◆ EXERCISE DIRECTIONS:
Scan the following material for the string "given" and copy each line in which it appears.

◆ EXTRACTED DATA:

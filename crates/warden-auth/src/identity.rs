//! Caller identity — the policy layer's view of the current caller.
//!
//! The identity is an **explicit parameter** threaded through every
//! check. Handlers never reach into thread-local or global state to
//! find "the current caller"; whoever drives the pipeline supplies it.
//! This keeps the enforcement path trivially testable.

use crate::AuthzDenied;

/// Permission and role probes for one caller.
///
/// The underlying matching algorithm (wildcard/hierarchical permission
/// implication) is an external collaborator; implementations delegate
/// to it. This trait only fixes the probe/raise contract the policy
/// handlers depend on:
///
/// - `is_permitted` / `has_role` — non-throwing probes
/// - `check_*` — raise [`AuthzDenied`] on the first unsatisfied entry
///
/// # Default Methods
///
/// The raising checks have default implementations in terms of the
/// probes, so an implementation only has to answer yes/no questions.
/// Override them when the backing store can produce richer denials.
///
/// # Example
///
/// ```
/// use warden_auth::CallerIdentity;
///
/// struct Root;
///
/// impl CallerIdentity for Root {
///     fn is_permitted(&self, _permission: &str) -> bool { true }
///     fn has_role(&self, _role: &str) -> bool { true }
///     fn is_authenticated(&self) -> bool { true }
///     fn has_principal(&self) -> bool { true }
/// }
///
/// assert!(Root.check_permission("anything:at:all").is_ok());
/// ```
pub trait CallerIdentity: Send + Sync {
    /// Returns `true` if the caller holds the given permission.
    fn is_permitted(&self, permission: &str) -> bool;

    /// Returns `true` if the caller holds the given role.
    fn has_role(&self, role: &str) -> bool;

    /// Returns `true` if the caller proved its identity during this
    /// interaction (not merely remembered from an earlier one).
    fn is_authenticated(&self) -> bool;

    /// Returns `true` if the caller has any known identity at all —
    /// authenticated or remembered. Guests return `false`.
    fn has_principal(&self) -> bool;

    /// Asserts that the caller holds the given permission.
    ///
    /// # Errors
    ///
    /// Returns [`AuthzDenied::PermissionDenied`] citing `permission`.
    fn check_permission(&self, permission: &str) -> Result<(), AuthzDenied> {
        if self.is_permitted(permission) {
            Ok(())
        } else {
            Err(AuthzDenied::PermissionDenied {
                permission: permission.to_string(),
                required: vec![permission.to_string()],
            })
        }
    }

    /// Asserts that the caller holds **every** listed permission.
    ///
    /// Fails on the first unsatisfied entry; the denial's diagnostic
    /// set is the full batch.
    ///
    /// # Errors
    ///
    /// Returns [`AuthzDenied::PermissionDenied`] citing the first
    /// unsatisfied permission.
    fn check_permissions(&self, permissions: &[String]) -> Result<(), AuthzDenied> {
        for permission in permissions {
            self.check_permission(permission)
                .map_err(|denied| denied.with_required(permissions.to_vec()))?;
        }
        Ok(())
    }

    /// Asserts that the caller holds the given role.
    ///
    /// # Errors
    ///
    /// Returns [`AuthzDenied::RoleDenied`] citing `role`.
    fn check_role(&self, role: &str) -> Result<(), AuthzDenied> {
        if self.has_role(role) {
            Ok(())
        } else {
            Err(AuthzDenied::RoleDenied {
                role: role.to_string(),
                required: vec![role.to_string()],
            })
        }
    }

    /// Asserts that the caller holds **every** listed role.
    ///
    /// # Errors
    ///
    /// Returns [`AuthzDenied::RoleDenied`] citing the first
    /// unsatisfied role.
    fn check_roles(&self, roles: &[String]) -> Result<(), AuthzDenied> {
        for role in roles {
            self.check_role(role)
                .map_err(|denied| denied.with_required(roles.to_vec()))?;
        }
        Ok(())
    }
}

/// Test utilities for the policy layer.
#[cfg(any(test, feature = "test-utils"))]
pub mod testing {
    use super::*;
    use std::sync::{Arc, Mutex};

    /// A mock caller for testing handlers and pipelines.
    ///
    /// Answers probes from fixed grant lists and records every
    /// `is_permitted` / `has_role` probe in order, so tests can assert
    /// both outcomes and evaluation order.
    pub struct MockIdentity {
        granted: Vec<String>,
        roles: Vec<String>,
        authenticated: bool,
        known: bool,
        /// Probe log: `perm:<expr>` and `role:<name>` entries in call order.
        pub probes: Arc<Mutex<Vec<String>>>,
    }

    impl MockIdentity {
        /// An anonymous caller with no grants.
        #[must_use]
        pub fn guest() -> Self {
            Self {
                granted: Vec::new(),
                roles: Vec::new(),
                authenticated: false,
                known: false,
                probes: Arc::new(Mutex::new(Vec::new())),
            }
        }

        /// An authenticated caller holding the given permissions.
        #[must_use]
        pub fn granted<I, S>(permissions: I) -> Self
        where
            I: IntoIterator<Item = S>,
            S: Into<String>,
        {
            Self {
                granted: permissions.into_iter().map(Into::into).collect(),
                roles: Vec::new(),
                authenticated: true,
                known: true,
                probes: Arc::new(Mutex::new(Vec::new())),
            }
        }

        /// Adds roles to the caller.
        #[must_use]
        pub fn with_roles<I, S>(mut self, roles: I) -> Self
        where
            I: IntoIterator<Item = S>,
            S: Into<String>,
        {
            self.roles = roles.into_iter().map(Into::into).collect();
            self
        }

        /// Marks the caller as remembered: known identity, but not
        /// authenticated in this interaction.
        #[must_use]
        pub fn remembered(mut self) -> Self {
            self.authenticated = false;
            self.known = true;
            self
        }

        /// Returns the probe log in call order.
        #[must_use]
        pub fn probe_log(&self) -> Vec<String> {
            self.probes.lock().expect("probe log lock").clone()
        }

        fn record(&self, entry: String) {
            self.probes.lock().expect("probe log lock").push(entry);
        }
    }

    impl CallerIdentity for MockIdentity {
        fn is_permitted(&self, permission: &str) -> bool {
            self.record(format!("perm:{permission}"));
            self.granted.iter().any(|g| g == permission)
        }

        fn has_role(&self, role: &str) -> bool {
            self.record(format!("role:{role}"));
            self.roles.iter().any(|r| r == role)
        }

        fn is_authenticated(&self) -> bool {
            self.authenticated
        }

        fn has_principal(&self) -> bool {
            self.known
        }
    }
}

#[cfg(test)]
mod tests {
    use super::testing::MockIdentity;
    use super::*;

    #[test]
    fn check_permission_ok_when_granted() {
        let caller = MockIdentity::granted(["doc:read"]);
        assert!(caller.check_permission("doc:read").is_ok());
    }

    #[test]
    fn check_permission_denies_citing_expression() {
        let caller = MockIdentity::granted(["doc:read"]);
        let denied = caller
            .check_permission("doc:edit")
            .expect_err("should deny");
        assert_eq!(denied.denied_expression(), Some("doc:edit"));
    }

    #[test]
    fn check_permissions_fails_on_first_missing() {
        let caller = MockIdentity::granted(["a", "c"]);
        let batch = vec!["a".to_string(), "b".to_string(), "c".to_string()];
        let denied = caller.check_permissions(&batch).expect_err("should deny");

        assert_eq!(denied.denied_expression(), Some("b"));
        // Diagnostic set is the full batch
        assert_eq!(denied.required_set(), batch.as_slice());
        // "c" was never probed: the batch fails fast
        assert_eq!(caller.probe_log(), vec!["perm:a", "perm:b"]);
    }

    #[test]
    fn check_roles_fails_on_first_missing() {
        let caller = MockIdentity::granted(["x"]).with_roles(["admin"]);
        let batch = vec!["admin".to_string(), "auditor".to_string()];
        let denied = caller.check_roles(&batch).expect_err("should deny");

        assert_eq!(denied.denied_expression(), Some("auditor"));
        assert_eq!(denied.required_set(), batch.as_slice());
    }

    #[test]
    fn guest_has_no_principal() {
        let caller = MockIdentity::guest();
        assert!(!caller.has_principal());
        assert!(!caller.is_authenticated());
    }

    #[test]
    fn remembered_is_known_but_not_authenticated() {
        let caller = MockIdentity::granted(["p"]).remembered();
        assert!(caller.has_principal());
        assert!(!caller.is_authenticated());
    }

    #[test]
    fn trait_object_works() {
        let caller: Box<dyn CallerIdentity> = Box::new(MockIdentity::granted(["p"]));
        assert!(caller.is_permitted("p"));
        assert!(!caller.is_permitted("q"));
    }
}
---
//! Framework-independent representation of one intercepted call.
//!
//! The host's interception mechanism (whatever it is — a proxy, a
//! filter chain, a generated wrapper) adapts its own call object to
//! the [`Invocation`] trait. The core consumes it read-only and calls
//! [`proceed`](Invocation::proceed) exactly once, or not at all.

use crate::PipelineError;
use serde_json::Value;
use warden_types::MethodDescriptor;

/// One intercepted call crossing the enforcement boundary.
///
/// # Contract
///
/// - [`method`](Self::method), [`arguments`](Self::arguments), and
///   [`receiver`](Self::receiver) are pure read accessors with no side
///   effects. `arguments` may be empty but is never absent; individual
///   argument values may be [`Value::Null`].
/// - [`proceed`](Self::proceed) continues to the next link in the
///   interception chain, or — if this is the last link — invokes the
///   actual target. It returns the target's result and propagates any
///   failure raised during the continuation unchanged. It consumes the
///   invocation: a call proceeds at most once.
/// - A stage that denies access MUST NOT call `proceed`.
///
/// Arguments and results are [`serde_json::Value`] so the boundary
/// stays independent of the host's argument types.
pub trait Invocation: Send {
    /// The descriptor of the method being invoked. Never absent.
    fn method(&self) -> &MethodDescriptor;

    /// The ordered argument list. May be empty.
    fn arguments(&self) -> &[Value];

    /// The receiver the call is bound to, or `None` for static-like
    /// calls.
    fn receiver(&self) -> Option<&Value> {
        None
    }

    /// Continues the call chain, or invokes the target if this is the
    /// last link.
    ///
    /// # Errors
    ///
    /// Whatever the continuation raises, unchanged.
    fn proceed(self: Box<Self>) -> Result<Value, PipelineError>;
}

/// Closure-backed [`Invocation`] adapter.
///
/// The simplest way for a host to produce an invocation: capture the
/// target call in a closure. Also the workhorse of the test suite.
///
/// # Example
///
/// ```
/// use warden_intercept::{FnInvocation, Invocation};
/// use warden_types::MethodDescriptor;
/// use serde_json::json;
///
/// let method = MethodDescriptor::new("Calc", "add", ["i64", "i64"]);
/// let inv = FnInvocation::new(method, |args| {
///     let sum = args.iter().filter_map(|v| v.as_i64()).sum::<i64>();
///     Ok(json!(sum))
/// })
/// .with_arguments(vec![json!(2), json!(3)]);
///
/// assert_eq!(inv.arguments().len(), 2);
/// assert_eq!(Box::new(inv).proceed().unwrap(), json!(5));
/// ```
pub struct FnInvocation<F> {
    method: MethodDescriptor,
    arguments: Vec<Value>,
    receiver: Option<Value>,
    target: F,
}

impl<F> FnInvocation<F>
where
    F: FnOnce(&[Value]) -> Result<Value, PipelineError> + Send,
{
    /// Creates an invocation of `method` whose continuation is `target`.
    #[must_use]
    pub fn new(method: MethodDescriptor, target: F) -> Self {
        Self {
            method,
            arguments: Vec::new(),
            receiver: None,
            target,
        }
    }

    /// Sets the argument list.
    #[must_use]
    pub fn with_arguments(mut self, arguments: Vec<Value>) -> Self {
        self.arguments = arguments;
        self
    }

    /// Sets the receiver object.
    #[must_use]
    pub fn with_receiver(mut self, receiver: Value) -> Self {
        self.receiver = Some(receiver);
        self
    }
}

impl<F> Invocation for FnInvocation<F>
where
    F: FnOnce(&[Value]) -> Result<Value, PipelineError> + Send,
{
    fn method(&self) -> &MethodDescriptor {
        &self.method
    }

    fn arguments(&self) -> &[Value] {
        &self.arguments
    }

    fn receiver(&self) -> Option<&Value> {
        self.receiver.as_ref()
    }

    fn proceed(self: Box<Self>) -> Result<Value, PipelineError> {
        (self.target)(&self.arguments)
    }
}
...
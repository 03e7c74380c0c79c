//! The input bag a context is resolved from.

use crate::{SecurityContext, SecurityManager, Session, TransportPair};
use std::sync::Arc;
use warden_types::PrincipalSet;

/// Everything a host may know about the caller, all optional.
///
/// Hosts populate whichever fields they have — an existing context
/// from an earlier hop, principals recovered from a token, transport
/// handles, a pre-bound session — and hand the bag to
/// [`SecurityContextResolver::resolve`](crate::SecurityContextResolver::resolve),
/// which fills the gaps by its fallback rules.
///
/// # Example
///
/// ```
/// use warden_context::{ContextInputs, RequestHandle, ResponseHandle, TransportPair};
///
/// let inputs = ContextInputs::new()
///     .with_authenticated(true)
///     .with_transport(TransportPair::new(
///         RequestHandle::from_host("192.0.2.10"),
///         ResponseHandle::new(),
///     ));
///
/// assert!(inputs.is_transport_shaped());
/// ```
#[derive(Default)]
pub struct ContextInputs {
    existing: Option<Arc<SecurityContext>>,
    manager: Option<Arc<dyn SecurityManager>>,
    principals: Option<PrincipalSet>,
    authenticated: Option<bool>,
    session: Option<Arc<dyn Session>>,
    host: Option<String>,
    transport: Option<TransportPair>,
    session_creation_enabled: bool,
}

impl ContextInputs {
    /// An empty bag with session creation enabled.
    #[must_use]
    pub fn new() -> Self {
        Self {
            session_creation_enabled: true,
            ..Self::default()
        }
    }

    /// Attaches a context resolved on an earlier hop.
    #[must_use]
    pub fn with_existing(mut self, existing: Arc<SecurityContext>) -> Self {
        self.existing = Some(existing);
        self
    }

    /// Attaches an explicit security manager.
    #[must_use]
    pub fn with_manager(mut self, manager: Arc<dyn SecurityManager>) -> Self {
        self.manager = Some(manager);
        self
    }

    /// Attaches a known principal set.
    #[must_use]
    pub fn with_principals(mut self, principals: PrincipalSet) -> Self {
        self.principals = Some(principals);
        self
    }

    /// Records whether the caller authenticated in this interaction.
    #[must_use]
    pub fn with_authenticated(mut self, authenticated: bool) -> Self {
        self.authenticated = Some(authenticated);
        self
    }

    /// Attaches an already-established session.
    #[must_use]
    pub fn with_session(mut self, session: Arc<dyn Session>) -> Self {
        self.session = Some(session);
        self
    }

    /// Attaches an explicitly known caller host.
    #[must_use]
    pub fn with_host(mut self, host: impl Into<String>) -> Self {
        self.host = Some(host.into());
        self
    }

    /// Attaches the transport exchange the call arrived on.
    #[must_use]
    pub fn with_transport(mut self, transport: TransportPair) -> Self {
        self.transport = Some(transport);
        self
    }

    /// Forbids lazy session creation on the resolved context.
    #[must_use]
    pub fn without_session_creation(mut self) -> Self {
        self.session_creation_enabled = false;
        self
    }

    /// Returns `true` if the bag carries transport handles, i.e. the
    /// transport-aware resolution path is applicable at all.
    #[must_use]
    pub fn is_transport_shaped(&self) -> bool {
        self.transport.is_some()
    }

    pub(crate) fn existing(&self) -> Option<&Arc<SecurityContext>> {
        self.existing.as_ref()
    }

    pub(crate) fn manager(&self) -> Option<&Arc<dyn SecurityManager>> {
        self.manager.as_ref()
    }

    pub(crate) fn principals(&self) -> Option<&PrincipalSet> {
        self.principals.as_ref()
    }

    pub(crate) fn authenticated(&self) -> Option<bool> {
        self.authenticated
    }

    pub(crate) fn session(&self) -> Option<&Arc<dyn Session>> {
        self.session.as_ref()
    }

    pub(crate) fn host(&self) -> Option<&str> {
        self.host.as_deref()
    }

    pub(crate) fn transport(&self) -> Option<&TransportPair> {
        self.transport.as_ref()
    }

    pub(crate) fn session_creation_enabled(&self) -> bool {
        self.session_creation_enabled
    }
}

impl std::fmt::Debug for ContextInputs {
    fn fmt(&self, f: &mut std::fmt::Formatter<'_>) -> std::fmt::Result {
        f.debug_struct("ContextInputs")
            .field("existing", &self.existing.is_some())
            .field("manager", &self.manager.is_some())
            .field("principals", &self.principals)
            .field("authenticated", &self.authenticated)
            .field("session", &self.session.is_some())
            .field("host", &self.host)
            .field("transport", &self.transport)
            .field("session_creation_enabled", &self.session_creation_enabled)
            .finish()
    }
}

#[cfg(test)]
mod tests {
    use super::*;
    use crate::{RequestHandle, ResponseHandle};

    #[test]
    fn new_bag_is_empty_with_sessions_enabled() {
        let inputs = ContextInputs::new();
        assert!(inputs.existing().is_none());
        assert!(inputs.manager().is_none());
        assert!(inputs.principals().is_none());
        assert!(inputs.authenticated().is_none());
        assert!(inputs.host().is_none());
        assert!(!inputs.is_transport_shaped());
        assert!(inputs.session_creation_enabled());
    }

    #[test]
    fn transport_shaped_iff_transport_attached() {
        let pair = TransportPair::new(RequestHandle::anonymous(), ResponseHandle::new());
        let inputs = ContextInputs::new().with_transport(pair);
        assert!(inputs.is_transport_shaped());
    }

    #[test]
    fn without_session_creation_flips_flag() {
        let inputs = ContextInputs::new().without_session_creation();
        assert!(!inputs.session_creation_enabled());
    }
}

◆ SOLVED EXERCISE:
    /// Returns `true` if the caller holds the given permission.
    /// Returns `true` if the caller holds the given role.
    /// Asserts that the caller holds the given permission.
    /// Asserts that the caller holds the given role.
        /// An authenticated caller holding the given permissions.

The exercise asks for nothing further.